A vibrant salad featuring colorful peppers, chili cheese, black beans, and fresh cilantro with zesty lime dressing.
# What You'll Need:
→ Vegetables
01 - 1 cup diced yellow bell pepper
02 - 1 cup diced orange bell pepper
03 - 1 cup halved cherry tomatoes
04 - 1 cup shredded romaine lettuce
05 - 1 small red onion, thinly sliced
06 - 1 sliced avocado
07 - 1/2 cup corn kernels (fresh or canned, drained)
→ Legumes
08 - 1 1/2 cups cooked black beans (or 1 can, rinsed and drained)
→ Cheese
09 - 1 cup shredded red chili pepper cheese (or sharp cheddar with chili powder)
→ Garnishes & Dressing
10 - 1/4 cup chopped fresh cilantro
11 - 2 tablespoons lime juice
12 - 2 tablespoons olive oil
13 - 1/2 teaspoon ground cumin
14 - Salt and pepper, to taste
# How to Make It:
01 - Combine lime juice, olive oil, ground cumin, salt, and pepper in a small bowl and whisk until emulsified. Set aside.
02 - Dice, slice, halve, and shred all vegetables as specified, keeping each ingredient separate to maintain distinct layering colors.

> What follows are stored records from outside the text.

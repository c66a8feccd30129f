//! Structured logging.
//!
//! # Responsibilities
//! - Initialize the `tracing` subscriber once at startup
//! - Pick pretty or JSON output from configuration
//!
//! # Design Decisions
//! - `RUST_LOG` wins over the configured level when set

use tracing_subscriber::{layer::SubscriberExt, util::SubscriberInitExt, EnvFilter};

use crate::config::{LogFormat, ObservabilityConfig};

/// Default directive when `RUST_LOG` is unset.
pub fn default_directive(level: &str) -> String {
    format!("quiz_service={level},tower_http={level}")
}

/// Install the global subscriber. Calling it twice is an error.
pub fn init_logging(config: &ObservabilityConfig) -> Result<(), tracing_subscriber::util::TryInitError> {
    let filter = EnvFilter::try_from_default_env()
        .unwrap_or_else(|_| EnvFilter::new(default_directive(&config.log_level)));

    let registry = tracing_subscriber::registry().with(filter);
    match config.log_format {
        LogFormat::Pretty => registry.with(tracing_subscriber::fmt::layer()).try_init(),
        LogFormat::Json => registry.with(tracing_subscriber::fmt::layer().json()).try_init(),
    }
}
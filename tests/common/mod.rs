//! Shared utilities for integration tests.

use std::future::Future;
use std::net::SocketAddr;
use std::sync::Arc;
use std::time::Duration;

use tokio::io::{AsyncReadExt, AsyncWriteExt};
use tokio::net::{TcpListener, TcpStream};

use quiz_service::config::ServiceConfig;
use quiz_service::http::HttpServer;
use quiz_service::lifecycle::startup::QUESTION_SERVICE;
use quiz_service::lifecycle::Shutdown;
use quiz_service::provider::HttpQuestionProvider;
use quiz_service::quiz::QuizOrchestrator;
use quiz_service::resilience::Resilient;
use quiz_service::store::MemoryQuizStore;

/// A request as seen by the mock question service.
#[derive(Debug, Clone)]
pub struct MockRequest {
    pub method: String,
    pub path: String,
    pub query: String,
    pub body: String,
}

/// Start a programmable mock question service on `addr` (port 0 picks one).
pub async fn start_question_service<F, Fut>(addr: SocketAddr, f: F) -> SocketAddr
where
    F: Fn(MockRequest) -> Fut + Send + Sync + 'static,
    Fut: Future<Output = (u16, String)> + Send + 'static,
{
    let listener = TcpListener::bind(addr).await.unwrap();
    let local_addr = listener.local_addr().unwrap();
    let f = Arc::new(f);

    tokio::spawn(async move {
        loop {
            match listener.accept().await {
                Ok((mut socket, _)) => {
                    let f = f.clone();
                    tokio::spawn(async move {
                        let Some(request) = read_request(&mut socket).await else {
                            return;
                        };
                        let (status, body) = f(request).await;
                        let status_text = match status {
                            200 => "200 OK",
                            400 => "400 Bad Request",
                            404 => "404 Not Found",
                            500 => "500 Internal Server Error",
                            502 => "502 Bad Gateway",
                            503 => "503 Service Unavailable",
                            _ => "200 OK",
                        };

                        let response_str = format!(
                            "HTTP/1.1 {}\r\nContent-Type: application/json\r\nContent-Length: {}\r\nConnection: close\r\n\r\n{}",
                            status_text,
                            body.len(),
                            body
                        );
                        let _ = socket.write_all(response_str.as_bytes()).await;
                        let _ = socket.shutdown().await;
                        tokio::time::sleep(Duration::from_millis(10)).await;
                    });
                }
                Err(_) => break,
            }
        }
    });

    local_addr
}

async fn read_request(socket: &mut TcpStream) -> Option<MockRequest> {
    let mut buf = Vec::new();
    let mut chunk = [0u8; 4096];

    let header_end = loop {
        let n = socket.read(&mut chunk).await.ok()?;
        if n == 0 {
            return None;
        }
        buf.extend_from_slice(&chunk[..n]);
        if let Some(pos) = buf.windows(4).position(|w| w == b"\r\n\r\n") {
            break pos + 4;
        }
    };

    let head = String::from_utf8_lossy(&buf[..header_end]).into_owned();
    let mut lines = head.lines();
    let mut request_line = lines.next()?.split_whitespace();
    let method = request_line.next()?.to_string();
    let target = request_line.next()?.to_string();

    let content_length = lines
        .filter_map(|line| line.split_once(':'))
        .find(|(name, _)| name.trim().eq_ignore_ascii_case("content-length"))
        .and_then(|(_, value)| value.trim().parse::<usize>().ok())
        .unwrap_or(0);

    while buf.len() < header_end + content_length {
        let n = socket.read(&mut chunk).await.ok()?;
        if n == 0 {
            break;
        }
        buf.extend_from_slice(&chunk[..n]);
    }

    let (path, query) = match target.split_once('?') {
        Some((path, query)) => (path.to_string(), query.to_string()),
        None => (target, String::new()),
    };

    Some(MockRequest {
        method,
        path,
        query,
        body: String::from_utf8_lossy(&buf[header_end..]).into_owned(),
    })
}

/// A running quiz service plus the handles tests inspect.
#[allow(dead_code)]
pub struct TestService {
    pub addr: SocketAddr,
    pub store: Arc<MemoryQuizStore>,
    pub orchestrator: Arc<QuizOrchestrator>,
    pub shutdown: Shutdown,
    pub handle: tokio::task::JoinHandle<()>,
}

#[allow(dead_code)]
impl TestService {
    pub fn url(&self, path: &str) -> String {
        format!("http://{}{}", self.addr, path)
    }
}

/// Config pointing at `question_service` with fast retries.
pub fn test_config(question_service: SocketAddr) -> ServiceConfig {
    let mut config = ServiceConfig::default();
    config.listener.bind_address = "127.0.0.1:0".to_string();
    config.question_service.base_url = format!("http://{}/", question_service);
    config.question_service.connect_timeout_ms = 200;
    config.resilience.retry.base_delay_ms = 10;
    config.resilience.retry.max_delay_ms = 20;
    config.resilience.retry.call_timeout_ms = 1000;
    config.observability.metrics_enabled = false;
    config
}

/// Start the quiz service on an ephemeral port.
pub async fn start_quiz_service(config: ServiceConfig) -> TestService {
    let store = Arc::new(MemoryQuizStore::new());
    let provider = Arc::new(HttpQuestionProvider::new(&config.question_service).unwrap());
    let resilient = Resilient::from_config(QUESTION_SERVICE, &config.resilience);
    let orchestrator = Arc::new(QuizOrchestrator::new(store.clone(), provider, resilient));

    let listener = TcpListener::bind(&config.listener.bind_address).await.unwrap();
    let addr = listener.local_addr().unwrap();
    let server = HttpServer::with_orchestrator(config, orchestrator.clone());

    let shutdown = Shutdown::new();
    let server_shutdown = shutdown.subscribe();
    let handle = tokio::spawn(async move {
        let _ = server.run(listener, server_shutdown).await;
    });

    tokio::time::sleep(Duration::from_millis(100)).await;

    TestService {
        addr,
        store,
        orchestrator,
        shutdown,
        handle,
    }
}

/// Client without connection pooling or proxy detection.
pub fn client() -> reqwest::Client {
    reqwest::Client::builder()
        .pool_max_idle_per_host(0)
        .no_proxy()
        .build()
        .unwrap()
}
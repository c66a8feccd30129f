//! Quiz domain types.

use std::fmt;

use serde::{Deserialize, Serialize};
use serde_json::{Map, Number, Value};

/// Score returned when the question service cannot score a submission.
pub const SCORE_UNAVAILABLE: i32 = -1;

/// Identifier of a stored quiz.
#[derive(Debug, Clone, PartialEq, Eq, Hash, Serialize, Deserialize)]
#[serde(transparent)]
pub struct QuizId(pub String);

impl QuizId {
    /// Generate a fresh random identifier.
    pub fn generate() -> Self {
        Self(uuid::Uuid::new_v4().to_string())
    }

    pub fn as_str(&self) -> &str {
        &self.0
    }
}

impl fmt::Display for QuizId {
    fn fmt(&self, f: &mut fmt::Formatter<'_>) -> fmt::Result {
        f.write_str(&self.0)
    }
}

impl From<&str> for QuizId {
    fn from(id: &str) -> Self {
        Self(id.to_string())
    }
}

impl From<String> for QuizId {
    fn from(id: String) -> Self {
        Self(id)
    }
}

/// A quiz: a title plus the question identifiers chosen at creation time.
#[derive(Debug, Clone, PartialEq, Eq, Serialize, Deserialize)]
#[serde(rename_all = "camelCase")]
pub struct Quiz {
    /// Assigned by the store on first save.
    pub id: Option<QuizId>,
    pub title: String,
    /// Exactly what the question service selected, in its order.
    pub question_ids: Vec<QuestionId>,
}

impl Quiz {
    pub fn new(title: impl Into<String>, question_ids: Vec<QuestionId>) -> Self {
        Self {
            id: None,
            title: title.into(),
            question_ids,
        }
    }
}

/// Question identifier exactly as the question service issued it.
///
/// The service may use JSON strings or numbers; the original form is kept so
/// ids go back to it unchanged.
#[derive(Debug, Clone, PartialEq, Eq, Serialize, Deserialize)]
#[serde(untagged)]
pub enum QuestionId {
    Text(String),
    Number(Number),
}

impl fmt::Display for QuestionId {
    fn fmt(&self, f: &mut fmt::Formatter<'_>) -> fmt::Result {
        match self {
            QuestionId::Text(s) => f.write_str(s),
            QuestionId::Number(n) => write!(f, "{n}"),
        }
    }
}

impl From<&str> for QuestionId {
    fn from(id: &str) -> Self {
        QuestionId::Text(id.to_string())
    }
}

impl From<String> for QuestionId {
    fn from(id: String) -> Self {
        QuestionId::Text(id)
    }
}

impl From<i64> for QuestionId {
    fn from(id: i64) -> Self {
        QuestionId::Number(id.into())
    }
}

/// Only textual ids compare equal to a string.
impl PartialEq<&str> for QuestionId {
    fn eq(&self, other: &&str) -> bool {
        matches!(self, QuestionId::Text(s) if s == other)
    }
}

/// A question as displayed to a quiz taker. Owned by the question service.
///
/// Everything besides the id is carried as-is in `content`.
#[derive(Debug, Clone, PartialEq, Eq, Serialize, Deserialize)]
pub struct QuestionWrapper {
    pub id: QuestionId,
    #[serde(flatten)]
    pub content: Map<String, Value>,
}

impl QuestionWrapper {
    /// The `questionTitle` field, when the service sends one.
    pub fn question_title(&self) -> Option<&str> {
        self.content.get("questionTitle").and_then(Value::as_str)
    }
}

/// One submitted answer, forwarded to the question service unchanged.
#[derive(Debug, Clone, PartialEq, Eq, Serialize, Deserialize)]
pub struct Response {
    /// Question the answer refers to.
    #[serde(rename = "id")]
    pub question_id: QuestionId,
    /// Chosen answer value.
    #[serde(rename = "response")]
    pub answer: Value,
    /// Fields this service does not interpret.
    #[serde(flatten)]
    pub extra: Map<String, Value>,
}

impl Response {
    pub fn new(question_id: impl Into<QuestionId>, answer: impl Into<Value>) -> Self {
        Self {
            question_id: question_id.into(),
            answer: answer.into(),
            extra: Map::new(),
        }
    }
}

03 - In a large clear glass dish or trifle bowl, spread the rinsed and drained black beans evenly to form the base layer.

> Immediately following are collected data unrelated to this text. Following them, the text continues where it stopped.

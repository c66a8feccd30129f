//! Quiz Service
//!
//! Creates quizzes, serves their questions and scores submissions. Question
//! selection, content and scoring are delegated to the remote question
//! service; quiz records are kept locally.
//!
//! # Architecture Overview
//!
//! ```text
//!                      ┌────────────────────────────────────────────────┐
//!                      │                  QUIZ SERVICE                  │
//!                      │                                                │
//!   Client Request     │  ┌─────────┐    ┌──────────────┐               │
//!   ───────────────────┼─▶│  http   │───▶│     quiz     │               │
//!                      │  │ server  │    │ orchestrator │               │
//!                      │  └─────────┘    └──┬────────┬──┘               │
//!                      │                    │        │                  │
//!                      │                    ▼        ▼                  │
//!                      │          ┌────────────┐  ┌────────────┐        │
//!                      │          │   store    │  │ resilience │        │
//!                      │          │ (in-memory)│  │retry/cb/to │        │
//!                      │          └────────────┘  └─────┬──────┘        │
//!                      │                                │               │
//!                      │                                ▼               │
//!                      │                         ┌────────────┐         │   Question
//!                      │                         │  provider  │─────────┼─▶ Service
//!                      │                         │   client   │         │
//!                      │                         └────────────┘         │
//!                      └────────────────────────────────────────────────┘
//! ```

use std::path::PathBuf;

use clap::Parser;
use tokio::net::TcpListener;

use quiz_service::config::{load_config, validation::validate_config, ConfigError, ServiceConfig};
use quiz_service::lifecycle::{signals, startup, Shutdown};
use quiz_service::HttpServer;

#[derive(Parser, Debug)]
#[command(name = "quiz-service")]
#[command(about = "Quiz service backed by a remote question service", long_about = None)]
struct Args {
    /// Path to the TOML configuration file
    #[arg(short, long)]
    config: Option<PathBuf>,

    /// Override the listener bind address
    #[arg(short, long)]
    bind: Option<String>,
}

#[tokio::main]
async fn main() -> Result<(), Box<dyn std::error::Error>> {
    let args = Args::parse();

    let mut config = match &args.config {
        Some(path) => load_config(path)?,
        None => ServiceConfig::default(),
    };
    if let Some(bind) = args.bind {
        config.listener.bind_address = bind;
        validate_config(&config).map_err(ConfigError::Validation)?;
    }

    startup::init_observability(&config)?;

    tracing::info!(
        version = env!("CARGO_PKG_VERSION"),
        config_file = ?args.config,
        "quiz-service starting"
    );

    tracing::info!(
        bind_address = %config.listener.bind_address,
        question_service = %config.question_service.base_url,
        request_timeout_secs = config.timeouts.request_secs,
        "Configuration loaded"
    );

    let server = HttpServer::new(config.clone())?;

    let listener = TcpListener::bind(&config.listener.bind_address).await?;
    let local_addr = listener.local_addr()?;
    tracing::info!(address = %local_addr, "Listening for connections");

    let shutdown = Shutdown::new();
    let server_shutdown = shutdown.subscribe();

    tokio::spawn(async move {
        signals::wait_for_signal().await;
        shutdown.trigger();
    });

    server.run(listener, server_shutdown).await?;

    tracing::info!("Shutdown complete");
    Ok(())
}
//! Quiz orchestration.

pub mod orchestrator;
pub mod types;

pub use orchestrator::{OrchestratorError, QuizOrchestrator};
pub use types::{QuestionId, QuestionWrapper, Quiz, QuizId, Response, SCORE_UNAVAILABLE};
use clap::{Parser, Subcommand};
use serde_json::{json, Value};

#[derive(Parser)]
#[command(name = "quiz-cli")]
#[command(about = "Command-line client for the quiz service", long_about = None)]
struct Cli {
    #[arg(short, long, default_value = "http://localhost:8090")]
    url: String,

    #[command(subcommand)]
    command: Commands,
}

#[derive(Subcommand)]
enum Commands {
    /// Create a quiz from a question category
    Create {
        #[arg(short, long)]
        category: String,
        #[arg(short, long)]
        num_questions: u32,
        #[arg(short, long)]
        title: String,
    },
    /// Show the questions of a quiz
    Questions {
        id: String,
    },
    /// Submit answers as question=answer pairs
    Submit {
        id: String,
        #[arg(required = true)]
        answers: Vec<String>,
    },
    /// Inspect the question service circuit breaker
    Circuit,
    /// Check service liveness
    Health,
}

#[tokio::main]
async fn main() -> Result<(), Box<dyn std::error::Error>> {
    let cli = Cli::parse();
    let client = reqwest::Client::new();
    let base = cli.url.trim_end_matches('/');

    match cli.command {
        Commands::Create { category, num_questions, title } => {
            let res = client
                .post(format!("{}/quiz/create", base))
                .json(&json!({
                    "categoryName": category,
                    "numQuestions": num_questions,
                    "title": title,
                }))
                .send()
                .await?;
            print_response(res).await?;
        }
        Commands::Questions { id } => {
            let res = client.get(format!("{}/quiz/get/{}", base, id)).send().await?;
            print_response(res).await?;
        }
        Commands::Submit { id, answers } => {
            let responses = parse_answers(&answers)?;
            let res = client
                .post(format!("{}/quiz/submit/{}", base, id))
                .json(&responses)
                .send()
                .await?;
            print_response(res).await?;
        }
        Commands::Circuit => {
            let res = client.get(format!("{}/admin/circuit", base)).send().await?;
            print_response(res).await?;
        }
        Commands::Health => {
            let res = client.get(format!("{}/health", base)).send().await?;
            print_response(res).await?;
        }
    }

    Ok(())
}

fn parse_answers(answers: &[String]) -> Result<Vec<Value>, Box<dyn std::error::Error>> {
    answers
        .iter()
        .map(|pair| -> Result<Value, Box<dyn std::error::Error>> {
            let (id, response) = pair
                .split_once('=')
                .ok_or_else(|| format!("expected question=answer, got '{}'", pair))?;
            Ok(json!({ "id": id, "response": response }))
        })
        .collect()
}

async fn print_response(res: reqwest::Response) -> Result<(), Box<dyn std::error::Error>> {
    let status = res.status();
    let text = res.text().await?;
    if !status.is_success() {
        eprintln!("Error: quiz service returned status {}", status);
        if !text.is_empty() {
            eprintln!("Response: {}", text);
        }
        return Ok(());
    }

    match serde_json::from_str::<Value>(&text) {
        Ok(json) => println!("{}", serde_json::to_string_pretty(&json)?),
        Err(_) => println!("{}", text),
    }
    Ok(())
}
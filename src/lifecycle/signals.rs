//! OS signal handling.
//!
//! SIGINT (Ctrl+C) and, on Unix, SIGTERM both resolve `wait_for_signal`.

/// Wait for the first termination signal.
pub async fn wait_for_signal() {
    let ctrl_c = async {
        if let Err(e) = tokio::signal::ctrl_c().await {
            tracing::error!(error = %e, "Failed to listen for Ctrl+C");
            std::future::pending::<()>().await;
        }
    };

    #[cfg(unix)]
    let terminate = async {
        match tokio::signal::unix::signal(tokio::signal::unix::SignalKind::terminate()) {
            Ok(mut signal) => {
                signal.recv().await;
            }
            Err(e) => {
                tracing::error!(error = %e, "Failed to install SIGTERM handler");
                std::future::pending::<()>().await;
            }
        }
    };

    #[cfg(not(unix))]
    let terminate = std::future::pending::<()>();

    tokio::select! {
        _ = ctrl_c => tracing::info!("Received SIGINT"),
        _ = terminate => tracing::info!("Received SIGTERM"),
    }
}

04 - Sequentially layer diced yellow bell pepper, diced orange bell pepper, and corn kernels on top of the black beans to create vivid color bands.

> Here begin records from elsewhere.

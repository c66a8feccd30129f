//! Configuration validation.
//!
//! # Responsibilities
//! - Semantic validation (serde handles syntactic)
//! - Validate value ranges (timeouts > 0, thresholds within (0, 100])
//! - The request timeout must outlast the worst-case retry sequence so the
//!   degraded response is the one that reaches the caller
//! - Check that addresses and URLs parse
//!
//! # Design Decisions
//! - Returns all validation errors, not just first
//! - Validation is pure function: ServiceConfig → Result<(), Vec<ValidationError>>
//! - Runs before config is accepted into the system

use std::net::SocketAddr;

use thiserror::Error;

use crate::config::schema::ServiceConfig;

/// A single semantic problem in the configuration.
#[derive(Debug, Clone, PartialEq, Error)]
pub enum ValidationError {
    #[error("{field}: invalid socket address '{value}'")]
    InvalidAddress { field: &'static str, value: String },

    #[error("{field}: invalid URL '{value}'")]
    InvalidUrl { field: &'static str, value: String },

    #[error("{field} must be greater than zero")]
    Zero { field: &'static str },

    #[error("{field} must be within (0, 100], got {value}")]
    OutOfRange { field: &'static str, value: f32 },

    #[error("timeouts.request_secs ({request_ms}ms) must exceed the worst-case question service call ({budget_ms}ms)")]
    RequestTimeoutTooShort { request_ms: u64, budget_ms: u64 },

    #[error("{field} ({value}) must not exceed {limit_field} ({limit})")]
    Exceeds {
        field: &'static str,
        value: u64,
        limit_field: &'static str,
        limit: u64,
    },
}

/// Validate a parsed configuration.
pub fn validate_config(config: &ServiceConfig) -> Result<(), Vec<ValidationError>> {
    let mut errors = Vec::new();

    check_addr(&mut errors, "listener.bind_address", &config.listener.bind_address);
    if config.observability.metrics_enabled {
        check_addr(
            &mut errors,
            "observability.metrics_address",
            &config.observability.metrics_address,
        );
    }

    match url::Url::parse(&config.question_service.base_url) {
        Ok(url) if url.scheme() == "http" || url.scheme() == "https" => {}
        _ => errors.push(ValidationError::InvalidUrl {
            field: "question_service.base_url",
            value: config.question_service.base_url.clone(),
        }),
    }

    let retry = &config.resilience.retry;
    check_nonzero(&mut errors, "resilience.retry.max_attempts", retry.max_attempts as u64);
    check_nonzero(&mut errors, "resilience.retry.call_timeout_ms", retry.call_timeout_ms);
    if retry.base_delay_ms > retry.max_delay_ms {
        errors.push(ValidationError::Exceeds {
            field: "resilience.retry.base_delay_ms",
            value: retry.base_delay_ms,
            limit_field: "resilience.retry.max_delay_ms",
            limit: retry.max_delay_ms,
        });
    }

    let cb = &config.resilience.circuit_breaker;
    check_nonzero(
        &mut errors,
        "resilience.circuit_breaker.sliding_window_size",
        cb.sliding_window_size as u64,
    );
    check_nonzero(
        &mut errors,
        "resilience.circuit_breaker.minimum_calls",
        cb.minimum_calls as u64,
    );
    check_nonzero(
        &mut errors,
        "resilience.circuit_breaker.half_open_trial_calls",
        cb.half_open_trial_calls as u64,
    );
    if cb.minimum_calls > cb.sliding_window_size {
        errors.push(ValidationError::Exceeds {
            field: "resilience.circuit_breaker.minimum_calls",
            value: cb.minimum_calls as u64,
            limit_field: "resilience.circuit_breaker.sliding_window_size",
            limit: cb.sliding_window_size as u64,
        });
    }
    let threshold = cb.failure_rate_threshold;
    if !(threshold > 0.0 && threshold <= 100.0) {
        errors.push(ValidationError::OutOfRange {
            field: "resilience.circuit_breaker.failure_rate_threshold",
            value: cb.failure_rate_threshold,
        });
    }

    check_nonzero(&mut errors, "timeouts.request_secs", config.timeouts.request_secs);
    let request_ms = config.timeouts.request_secs.saturating_mul(1000);
    let budget_ms = retry.worst_case_ms();
    if request_ms > 0 && request_ms <= budget_ms {
        errors.push(ValidationError::RequestTimeoutTooShort { request_ms, budget_ms });
    }
    check_nonzero(&mut errors, "security.max_body_size", config.security.max_body_size as u64);

    if errors.is_empty() {
        Ok(())
    } else {
        Err(errors)
    }
}

fn check_addr(errors: &mut Vec<ValidationError>, field: &'static str, value: &str) {
    if value.parse::<SocketAddr>().is_err() {
        errors.push(ValidationError::InvalidAddress {
            field,
            value: value.to_string(),
        });
    }
}

fn check_nonzero(errors: &mut Vec<ValidationError>, field: &'static str, value: u64) {
    if value == 0 {
        errors.push(ValidationError::Zero { field });
    }
}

05 - Spread shredded red chili cheese over the layered vegetables, then arrange halved cherry tomatoes evenly, followed by shredded romaine lettuce and sliced avocado as the topmost layers.
06 - Drizzle the prepared dressing evenly over all layers, then sprinkle chopped cilantro on top for fresh garnish.
07 - Use a large spoon to scoop through all layers for each serving and serve immediately.